Un nou­veau marché se des­sine en ingénierie, con­cen­tré autour de quelques grands édi­teurs de logi­ciels (Ansys, Nas­tran, Abaqus) omniprésents et des sociétés de ser­vices assur­ant l’interfaçage avec les besoins des dif­férents bureaux d’études.

Une société comme Simu­lia créa­teur d’Abaqus, fondée en 1977 par Dave Hib­bitt et rachetée par Das­sault Sys­tèmes en 2005, a un chiffre d’affaires de plusieurs cen­taines de mil­lions d’euros dans un marché mon­di­al estimé par CIM­da­ta et par de nom­breux ana­lystes à plus de 5 mil­liards de dollars. 

De même, dans les grands domaines sci­en­tifiques (météorolo­gie, chimie), il existe des logi­ciels de référence soit com­mer­ci­aux soit libres d’accès et dévelop­pés par des lab­o­ra­toires publics inter­na­tionaux (VASP pour la chimie quan­tique, LAMMPS en dynamique moléculaire). 

REPÈRES

Tous les domaines d’activité sont concernés par la simulation. On simule ainsi le fonctionnement en roulage nominal ou extrême d’un pneumatique, l’environnement acoustique d’une automobile, des amerrissages d’avion de ligne, la diffusion grande échelle d’une pollution aérienne, des comportements accidentels de réacteurs nucléaires, l’effet potentiel d’un incendie dans un bâtiment, la résistance au choc d’un téléphone portable, le comportement local d’une microsoudure dans un circuit électronique. On assiste aussi à un développement récent vers la microélectronique de masse.
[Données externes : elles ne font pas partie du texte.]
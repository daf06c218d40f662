//! Shared harness: the full router over a `MemoryStore`, driven with
//! `tower::ServiceExt::oneshot`.
#![allow(dead_code)]

use std::sync::Arc;

use api_adapters::{build_router, AppState, CookiePolicy};
use auth_adapters::{Argon2Hasher, JwtConfig, JwtTokenService};
use axum::body::{to_bytes, Body};
use axum::http::header::{HeaderName, AUTHORIZATION, CONTENT_TYPE, COOKIE, LOCATION, SET_COOKIE};
use axum::http::{Method, Request, Response, StatusCode};
use axum::Router;
use domains::{TokenService, User};
use secrecy::SecretString;
use serde_json::Value;
use services::{AccountService, Repositories};
use storage_adapters::MemoryStore;
use tower::ServiceExt;

pub struct TestApp {
    pub router: Router,
    pub store: Arc<MemoryStore>,
    tokens: Arc<JwtTokenService>,
}

pub struct Reply {
    pub status: StatusCode,
    pub location: Option<String>,
    pub set_cookie: Option<String>,
    pub body: String,
}

impl Reply {
    pub fn json(&self) -> Value {
        serde_json::from_str(&self.body).unwrap_or(Value::Null)
    }
}

impl TestApp {
    pub fn new() -> Self {
        let store = Arc::new(MemoryStore::new());
        let repos = Repositories::from_store(store.clone());
        let tokens = Arc::new(JwtTokenService::new(&JwtConfig {
            secret: SecretString::from("integration-secret".to_string()),
            access_ttl: chrono::Duration::minutes(5),
            refresh_ttl: chrono::Duration::days(1),
        }));
        let accounts = AccountService::new(&repos, Arc::new(Argon2Hasher::new()), tokens.clone());
        let state = AppState::new(&repos, accounts, CookiePolicy { secure: false, max_age: 300 });
        let router = build_router(state, std::env::temp_dir());
        Self { router, store, tokens }
    }

    /// Creates a user directly in the store and returns an access token.
    pub fn user(&self, username: &str) -> String {
        let user = self.store.insert_user(username, "unused-hash", false).unwrap();
        self.token_for(&user)
    }

    pub fn staff(&self, username: &str) -> String {
        let user = self.store.insert_user(username, "unused-hash", true).unwrap();
        self.token_for(&user)
    }

    fn token_for(&self, user: &User) -> String {
        self.tokens.issue(user).unwrap().access
    }

    async fn send(&self, request: Request<Body>) -> Reply {
        let response: Response<Body> = self.router.clone().oneshot(request).await.unwrap();
        let status = response.status();
        let header = |name: HeaderName| {
            response.headers().get(name).and_then(|v| v.to_str().ok()).map(str::to_string)
        };
        let location = header(LOCATION);
        let set_cookie = header(SET_COOKIE);
        let bytes = to_bytes(response.into_body(), usize::MAX).await.unwrap();
        Reply { status, location, set_cookie, body: String::from_utf8_lossy(&bytes).into_owned() }
    }

    /// JSON request against the REST surface.
    pub async fn api(&self, method: Method, uri: &str, token: Option<&str>, body: Option<Value>) -> Reply {
        let mut builder = Request::builder().method(method).uri(uri);
        if let Some(token) = token {
            builder = builder.header(AUTHORIZATION, format!("Bearer {token}"));
        }
        let body = match body {
            Some(json) => {
                builder = builder.header(CONTENT_TYPE, "application/json");
                Body::from(json.to_string())
            }
            None => Body::empty(),
        };
        self.send(builder.body(body).unwrap()).await
    }

    /// Page request authenticated by header, so form posts skip the CSRF
    /// check. Use [`Browser`] for cookie sessions.
    pub async fn page(&self, method: Method, uri: &str, token: Option<&str>, form: Option<&str>) -> Reply {
        let mut builder = Request::builder().method(method.clone()).uri(uri);
        if let Some(token) = token {
            builder = builder.header(AUTHORIZATION, format!("Bearer {token}"));
        }
        if method == Method::POST {
            builder = builder.header(CONTENT_TYPE, "application/x-www-form-urlencoded");
        }
        let body = Body::from(form.unwrap_or_default().to_string());
        self.send(builder.body(body).unwrap()).await
    }

    pub fn browser(&self) -> Browser<'_> {
        Browser { app: self, cookie: None, csrf: None }
    }

    /// Publishes a post through the API and returns its id.
    pub async fn post(&self, token: &str, text: &str, group: Option<i64>) -> i64 {
        let reply = self
            .api(Method::POST, "/api/v1/posts/", Some(token), Some(serde_json::json!({ "text": text, "group": group })))
            .await;
        assert_eq!(reply.status, StatusCode::CREATED, "{}", reply.body);
        reply.json()["id"].as_i64().unwrap()
    }

    pub async fn group(&self, staff_token: &str, slug: &str) -> i64 {
        let reply = self
            .api(
                Method::POST,
                "/api/v1/groups/",
                Some(staff_token),
                Some(serde_json::json!({ "title": slug.to_uppercase(), "slug": slug })),
            )
            .await;
        assert_eq!(reply.status, StatusCode::CREATED, "{}", reply.body);
        reply.json()["id"].as_i64().unwrap()
    }
}

/// A cookie-carrying client: keeps the session cookie and the last CSRF
/// token seen in a page.
pub struct Browser<'a> {
    app: &'a TestApp,
    cookie: Option<String>,
    pub csrf: Option<String>,
}

impl Browser<'_> {
    async fn request(&mut self, method: Method, uri: &str, form: Option<String>) -> Reply {
        let mut builder = Request::builder().method(method).uri(uri);
        if let Some(cookie) = &self.cookie {
            builder = builder.header(COOKIE, cookie.as_str());
        }
        let body = match form {
            Some(form) => {
                builder = builder.header(CONTENT_TYPE, "application/x-www-form-urlencoded");
                Body::from(form)
            }
            None => Body::empty(),
        };
        let reply = self.app.send(builder.body(body).unwrap()).await;
        if let Some(set) = &reply.set_cookie {
            let pair = set.split(';').next().unwrap_or_default().trim().to_string();
            self.cookie = pair.split_once('=').filter(|(_, v)| !v.is_empty()).map(|_| pair.clone());
        }
        if let Some(token) = csrf_in(&reply.body) {
            self.csrf = Some(token);
        }
        reply
    }

    pub async fn get(&mut self, uri: &str) -> Reply {
        self.request(Method::GET, uri, None).await
    }

    /// Posts `form` plus the current CSRF token.
    pub async fn submit(&mut self, uri: &str, form: &str) -> Reply {
        let token = self.csrf.clone().unwrap_or_default();
        let body = if form.is_empty() { format!("csrf_token={token}") } else { format!("{form}&csrf_token={token}") };
        self.request(Method::POST, uri, Some(body)).await
    }

    /// Posts `form` as is, without a CSRF token.
    pub async fn submit_bare(&mut self, uri: &str, form: &str) -> Reply {
        self.request(Method::POST, uri, Some(form.to_string())).await
    }

    pub fn has_session(&self) -> bool {
        self.cookie.is_some()
    }
}

fn csrf_in(body: &str) -> Option<String> {
    let marker = r#"name="csrf_token" value=""#;
    let start = body.find(marker)? + marker.len();
    let end = body[start..].find('"')?;
    Some(body[start..start + end].to_string())
}
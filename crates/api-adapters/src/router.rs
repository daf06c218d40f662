//! Router assembly: both surfaces, static media, metrics and the tower stack.

use std::path::Path;

use axum::body::Body;
use axum::extract::{Request, State};
use axum::http::header::{AUTHORIZATION, CONTENT_TYPE};
use axum::http::{HeaderValue, Method, StatusCode};
use axum::middleware::{self, Next};
use axum::response::{IntoResponse, Response};
use axum::routing::get;
use axum::Router;
use domains::DomainError;
use tower::ServiceBuilder;
use tower_http::compression::CompressionLayer;
use tower_http::cors::{Any, CorsLayer};
use tower_http::request_id::{MakeRequestUuid, PropagateRequestIdLayer, SetRequestIdLayer};
use tower_http::services::ServeDir;
use tower_http::trace::TraceLayer;
use tracing::{error, info_span};

use crate::error::WebError;
use crate::state::AppState;
use crate::{api, session, web};

const OPENMETRICS: &str = "application/openmetrics-text; version=1.0.0; charset=utf-8";

pub fn build_router(state: AppState, media_root: impl AsRef<Path>) -> Router {
    let cors = CorsLayer::new()
        .allow_origin(Any)
        .allow_methods([Method::GET, Method::POST, Method::PUT, Method::PATCH, Method::DELETE])
        .allow_headers([AUTHORIZATION, CONTENT_TYPE]);

    Router::new()
        .merge(web::routes().layer(session::layer(&state.cookie)))
        .nest("/api/v1", api::routes().layer(cors))
        .route("/metrics", get(metrics))
        .nest_service("/media", ServeDir::new(media_root))
        .fallback(not_found)
        .layer(middleware::from_fn_with_state(state.clone(), count_requests))
        .layer(
            ServiceBuilder::new()
                .layer(SetRequestIdLayer::x_request_id(MakeRequestUuid))
                .layer(TraceLayer::new_for_http().make_span_with(|req: &Request<Body>| {
                    let request_id = req
                        .headers()
                        .get("x-request-id")
                        .and_then(|v| v.to_str().ok())
                        .unwrap_or("-");
                    info_span!("http", method = %req.method(), uri = %req.uri(), request_id)
                }))
                .layer(PropagateRequestIdLayer::x_request_id())
                .layer(CompressionLayer::new()),
        )
        .with_state(state)
}

async fn count_requests(State(state): State<AppState>, req: Request, next: Next) -> Response {
    let method = req.method().clone();
    let response = next.run(req).await;
    state.metrics.record_request(method.as_str(), response.status().as_u16());
    response
}

async fn metrics(State(state): State<AppState>) -> Response {
    match state.metrics.encode() {
        Ok(body) => ([(CONTENT_TYPE, HeaderValue::from_static(OPENMETRICS))], body).into_response(),
        Err(e) => {
            error!(error = %e, "metrics encoding failed");
            StatusCode::INTERNAL_SERVER_ERROR.into_response()
        }
    }
}

async fn not_found() -> WebError {
    DomainError::not_found("page", "").into()
}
GAINS DE TEMPS ET D’ARGENT

La sim­u­la­tion ouvre de nou­veaux hori­zons : con­cevoir plus vite, mieux valid­er les domaines d’utilisation des pro­duits, réduire les essais, tester de nou­veaux con­cepts, mieux com­pren­dre le fonc­tion­nement en ayant accès à des infor­ma­tions inac­ces­si­bles (situées à l’intérieur de l’objet ou observ­ables à des échelles sub­mi­croniques ou kilo­métriques dif­fi­ciles d’accès), étudi­er des sit­u­a­tions acci­den­telles ou des util­i­sa­tions en mode hos­tile inac­ces­si­bles à l’expérience.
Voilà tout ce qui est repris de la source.